(ASSIGNMENT): Give back every line of the material below that has the string "override".

(DATA EXCERPTS):

# # # # # # #

use crate::{
    FileBuilder, GeneratedFile, KOTLIN_EXTENSION, core_type,
    writer::{KotlinFile, string_literal},
};
use convert_case::{Case, Casing};
use destinations_schema::node::{NavGraphInfo, StartRoute, default_graph_route};

// generate
pub(crate) fn generate(builder: &FileBuilder<'_>) -> GeneratedFile {
    let mut file = KotlinFile::new(builder.package());
    let graph_spec = file.import(&core_type("spec.NavGraphSpec"));

    file.open("public object NavGraphs");

    // nested graphs must be initialised before the graphs that reference them
    for graph in builder.model.graphs_children_first() {
        file.blank();
        graph_property(builder, &mut file, graph, &graph_spec);
    }

    let external: Vec<String> = builder
        .model
        .sub_modules
        .iter()
        .flat_map(|module| {
            module
                .top_level_graphs
                .iter()
                .map(|graph| module.graph_reference(graph))
        })
        .collect();
    if !external.is_empty() {
        file.blank();
        file.line(format!("public val external: List<{graph_spec}> = listOf("));
        file.indent();
        for reference in &external {
            file.line(format!("{reference},"));
        }
        file.dedent();
        file.line(")");
    }

    file.close("");

    GeneratedFile {
        name: "NavGraphs".to_string(),
        package_name: builder.package().to_string(),
        extension: KOTLIN_EXTENSION.to_string(),
        source_ids: builder.model.all_source_ids(),
        content: file.finish(),
    }
}

fn graph_property(
    builder: &FileBuilder<'_>,
    file: &mut KotlinFile,
    graph: &NavGraphInfo,
    graph_spec: &str,
) {
    let model = builder.model;
    let spec = if graph.is_nav_host_graph {
        file.import(&core_type("spec.NavHostGraphSpec"))
    } else {
        graph_spec.to_string()
    };
    let route_type = file.import(&core_type("spec.Route"));
    let destination_spec = file.import(&core_type("spec.DestinationSpec"));

    let start = match &graph.start {
        StartRoute::Destination(name) => match model.destination(name) {
            Some(dest) => file.import(&builder.destination_importable(dest)),
            None => name.clone(),
        },
        StartRoute::NavGraph(ty) => model.graph(ty).map_or_else(
            || default_graph_route(&ty.simple_name).to_case(Case::Camel),
            NavGraphInfo::property_name,
        ),
    };

    file.open(format!(
        "public val {}: {spec} = object : {spec}",
        graph.property_name()
    ));
    file.line(format!(
        "override val route: String = {}",
        string_literal(&graph.route)
    ));
    file.line(format!("override val startRoute: {route_type} = {start}"));

    let destinations: Vec<String> = model
        .destinations_of(&graph.ty)
        .map(|dest| file.import(&builder.destination_importable(dest)))
        .collect();
    list(file, &format!("destinations: List<{destination_spec}>"), &destinations);

    let nested: Vec<String> = model
        .nested_graphs_of(&graph.ty)
        .map(NavGraphInfo::property_name)
        .collect();
    list(file, &format!("nestedNavGraphs: List<{graph_spec}>"), &nested);

    if graph.is_nav_host_graph && !graph.default_start_args.is_empty() {
        let args: Vec<String> = graph
            .default_start_args
            .iter()
            .map(|arg| file.import(arg))
            .collect();
        list(file, "defaultStartArgs: List<Any?>", &args);
    }

    file.close("");
}

fn list(file: &mut KotlinFile, declaration: &str, items: &[String]) {
    if items.is_empty() {
        file.line(format!("override val {declaration} = emptyList()"));
        return;
    }

    file.line(format!("override val {declaration} = listOf("));
    file.indent();
    for item in items {
        file.line(format!("{item},"));
    }
    file.dedent();
    file.line(")");
}
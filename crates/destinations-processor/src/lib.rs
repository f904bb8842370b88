//! Turns the annotated declarations of one compilation unit into a validated
//! navigation model and hands it to the code generator.

pub mod config;
pub mod context;
pub mod destination;
pub mod graph;
pub mod log;
pub mod nav_type;
pub mod path;
pub mod processor;
pub mod serializer;
pub mod sub_module;
pub mod symbol;

pub use processor::{ProcessOutcome, Processor};

use crate::config::ConfigError;
use destinations_codegen::OutputError;
use destinations_schema::error::{ErrorTree, NavError};
use thiserror::Error as ThisError;

///
/// Markers
///
/// Qualified names of the annotations and framework types the processor
/// looks for.
///

pub mod markers {
    pub const DESTINATION: &str = "com.ramcosta.composedestinations.annotation.Destination";
    pub const ACTIVITY_DESTINATION: &str =
        "com.ramcosta.composedestinations.annotation.ActivityDestination";
    pub const JAVA_ACTIVITY_DESTINATION: &str =
        "com.ramcosta.composedestinations.annotation.JavaActivityDestination";
    pub const NAV_GRAPH: &str = "com.ramcosta.composedestinations.annotation.NavGraph";
    pub const NAV_HOST_GRAPH: &str = "com.ramcosta.composedestinations.annotation.NavHostGraph";
    pub const NAV_HOST_DEFAULT_START_ARGS: &str =
        "com.ramcosta.composedestinations.annotation.NavHostDefaultStartArgs";
    pub const NAV_TYPE_SERIALIZER: &str =
        "com.ramcosta.composedestinations.annotation.NavTypeSerializer";
    pub const DEEP_LINK: &str = "com.ramcosta.composedestinations.annotation.DeepLink";

    /// Built-in host graph available without declaring one.
    pub const ROOT_NAV_GRAPH: &str = "com.ramcosta.composedestinations.annotation.RootNavGraph";

    pub const NAV_TYPE_SERIALIZER_SUPERTYPE: &str =
        "com.ramcosta.composedestinations.navargs.DestinationsNavTypeSerializer";
    pub const ACTIVITY_RESULT_SENDER: &str =
        "com.ramcosta.composedestinations.result.ActivityResultSender";
    pub const RESULT_BACK_NAVIGATOR: &str =
        "com.ramcosta.composedestinations.result.ResultBackNavigator";

    /// Parameter types supplied by the navigation runtime rather than the route.
    pub const FRAMEWORK_PARAMETERS: &[&str] = &[
        "androidx.compose.animation.AnimatedVisibilityScope",
        "androidx.compose.foundation.layout.ColumnScope",
        "androidx.navigation.NavBackStackEntry",
        "androidx.navigation.NavController",
        "androidx.navigation.NavHostController",
        "com.ramcosta.composedestinations.navigation.DestinationsNavigator",
        "com.ramcosta.composedestinations.result.OpenResultRecipient",
        RESULT_BACK_NAVIGATOR,
        "com.ramcosta.composedestinations.result.ResultRecipient",
        "com.ramcosta.composedestinations.scope.DestinationScope",
    ];

    pub const PARCELABLE: &str = "android.os.Parcelable";
    pub const SERIALIZABLE: &str = "java.io.Serializable";

    /// Class literal standing for "not set" in annotation arguments.
    pub const NOTHING: &str = "kotlin.Nothing";
}

///
/// Error
///

#[derive(Debug, ThisError)]
pub enum Error {
    #[error(transparent)]
    Config(#[from] ConfigError),

    #[error(transparent)]
    Nav(#[from] NavError),

    #[error("navigation model is invalid:\n{0}")]
    Validation(#[from] ErrorTree),

    #[error(transparent)]
    Output(#[from] OutputError),
}

impl Error {
    /// Setup and validation failures name the declaration they concern.
    #[must_use]
    pub fn mentions(&self, needle: &str) -> bool {
        match self {
            Self::Nav(err) => err.to_string().contains(needle),
            Self::Validation(tree) => tree.mentions(needle),
            other => other.to_string().contains(needle),
        }
    }
}
use crate::{FULL_ROUTE_PLACEHOLDER, prelude::*};

///
/// DeepLink
///

#[derive(Clone, Debug, Deserialize, Eq, PartialEq, Serialize)]
pub struct DeepLink {
    pub uri_pattern: String,

    #[serde(default, skip_serializing_if = "Option::is_none")]
    pub action: Option<String>,

    #[serde(default, skip_serializing_if = "Option::is_none")]
    pub mime_type: Option<String>,
}

impl DeepLink {
    #[must_use]
    pub fn new(uri_pattern: impl Into<String>) -> Self {
        Self {
            uri_pattern: uri_pattern.into(),
            action: None,
            mime_type: None,
        }
    }

    /// Uri pattern with the full-route placeholder expanded.
    #[must_use]
    pub fn resolved_pattern(&self, route_template: &str) -> String {
        self.uri_pattern
            .replace(FULL_ROUTE_PLACEHOLDER, route_template)
    }

    /// Names bound by `{name}` segments of the pattern, in order of appearance.
    /// The full-route placeholder binds every argument and contributes nothing.
    #[must_use]
    pub fn placeholders(&self) -> Vec<&str> {
        let mut names = Vec::new();
        let mut rest = self.uri_pattern.as_str();

        while let Some(start) = rest.find('{') {
            let after = &rest[start + 1..];
            let Some(end) = after.find('}') else {
                break;
            };
            let name = after[..end].trim();
            if !name.is_empty() {
                names.push(name);
            }
            rest = &after[end + 1..];
        }

        names
    }
}

#[cfg(test)]
mod tests {
    use super::*;

    #[test]
    fn placeholders_in_path_and_query() {
        let link = DeepLink::new("app://profile/{userId}?tab={tab}");

        assert_eq!(link.placeholders(), vec!["userId", "tab"]);
    }

    #[test]
    fn unterminated_brace_is_ignored() {
        assert!(DeepLink::new("app://x/{oops").placeholders().is_empty());
    }

    #[test]
    fn full_route_placeholder_expands() {
        let link = DeepLink::new(format!("app://host/{FULL_ROUTE_PLACEHOLDER}"));

        assert_eq!(
            link.resolved_pattern("profile/{userId}"),
            "app://host/profile/{userId}"
        );
        assert!(link.placeholders().is_empty());
    }
}
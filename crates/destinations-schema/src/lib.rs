//! Build-time navigation model: destinations, graphs, argument types and the
//! cross-module registry surface, plus the model-wide validation that runs
//! before any code is generated.

pub mod error;
pub mod node;
pub mod types;
pub mod validate;

/// Package of the navigation runtime the generated code links against.
pub const CORE_PACKAGE_NAME: &str = "com.ramcosta.composedestinations";

/// Synthetic package holding the per-module registry markers.
pub const MODULE_REGISTRY_PACKAGE: &str = "_generated._ramcosta._composedestinations._moduleregistry";

/// Prefix of the marker declaration emitted into [`MODULE_REGISTRY_PACKAGE`].
pub const MODULE_REGISTRY_PREFIX: &str = "_ModuleRegistry_";

/// Prefix of the annotation class carrying a module's registry info.
pub const MODULE_INFO_PREFIX: &str = "_Info_";

/// Prefix of the annotation class carrying one public result sender.
pub const RESULT_INFO_PREFIX: &str = "_Destination_Result_Info_";

/// Deep link placeholder replaced by the destination's full route template.
pub const FULL_ROUTE_PLACEHOLDER: &str = "@ramcosta.destinations.fullroute@";

///
/// Prelude
///

pub mod prelude {
    pub use crate::{
        err,
        error::{ErrorKind, ErrorTree, NavError},
        node::*,
        types::{ClassKind, Importable, Primitive, TypeInfo},
    };
    pub use serde::{Deserialize, Serialize};
}
use std::sync::Mutex;

///
/// Logger
///
/// Diagnostics sink threaded through a processing pass. `debug` messages
/// are dropped unless debug output was requested.
///

pub trait Logger {
    fn debug(&self, message: &str);
    fn info(&self, message: &str);
    fn warn(&self, message: &str);
    fn error(&self, message: &str);
}

///
/// TracingLogger
///

#[derive(Clone, Copy, Debug, Default)]
pub struct TracingLogger {
    debug: bool,
}

impl TracingLogger {
    #[must_use]
    pub const fn new(debug: bool) -> Self {
        Self { debug }
    }
}

impl Logger for TracingLogger {
    fn debug(&self, message: &str) {
        if self.debug {
            tracing::debug!(target: "destinations", "{message}");
        }
    }

    fn info(&self, message: &str) {
        tracing::info!(target: "destinations", "{message}");
    }

    fn warn(&self, message: &str) {
        tracing::warn!(target: "destinations", "{message}");
    }

    fn error(&self, message: &str) {
        tracing::error!(target: "destinations", "{message}");
    }
}

///
/// RecordingLogger
///
/// Keeps every message in memory, for hosts that forward diagnostics later.
///

#[derive(Debug, Default)]
pub struct RecordingLogger {
    debug: bool,
    records: Mutex<Vec<(Level, String)>>,
}

///
/// Level
///

#[derive(Clone, Copy, Debug, Eq, PartialEq)]
pub enum Level {
    Debug,
    Info,
    Warn,
    Error,
}

impl RecordingLogger {
    #[must_use]
    pub fn new(debug: bool) -> Self {
        Self {
            debug,
            records: Mutex::new(Vec::new()),
        }
    }

    #[must_use]
    pub fn records(&self) -> Vec<(Level, String)> {
        self.records
            .lock()
            .map(|records| records.clone())
            .unwrap_or_default()
    }

    fn push(&self, level: Level, message: &str) {
        if let Ok(mut records) = self.records.lock() {
            records.push((level, message.to_string()));
        }
    }
}

impl Logger for RecordingLogger {
    fn debug(&self, message: &str) {
        if self.debug {
            self.push(Level::Debug, message);
        }
    }

    fn info(&self, message: &str) {
        self.push(Level::Info, message);
    }

    fn warn(&self, message: &str) {
        self.push(Level::Warn, message);
    }

    fn error(&self, message: &str) {
        self.push(Level::Error, message);
    }
}

#[cfg(test)]
mod tests {
    use super::*;

    #[test]
    fn debug_is_dropped_unless_enabled() {
        let quiet = RecordingLogger::new(false);
        quiet.debug("hidden");
        quiet.info("shown");

        assert_eq!(quiet.records(), vec![(Level::Info, "shown".to_string())]);

        let verbose = RecordingLogger::new(true);
        verbose.debug("visible");
        assert_eq!(verbose.records().len(), 1);
    }
}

# # # # # # #

(EXERCISE RESPONSE):
        "override val route: String = {}",
    file.line(format!("override val startRoute: {route_type} = {start}"));
        file.line(format!("override val {declaration} = emptyList()"));
    file.line(format!("override val {declaration} = listOf("));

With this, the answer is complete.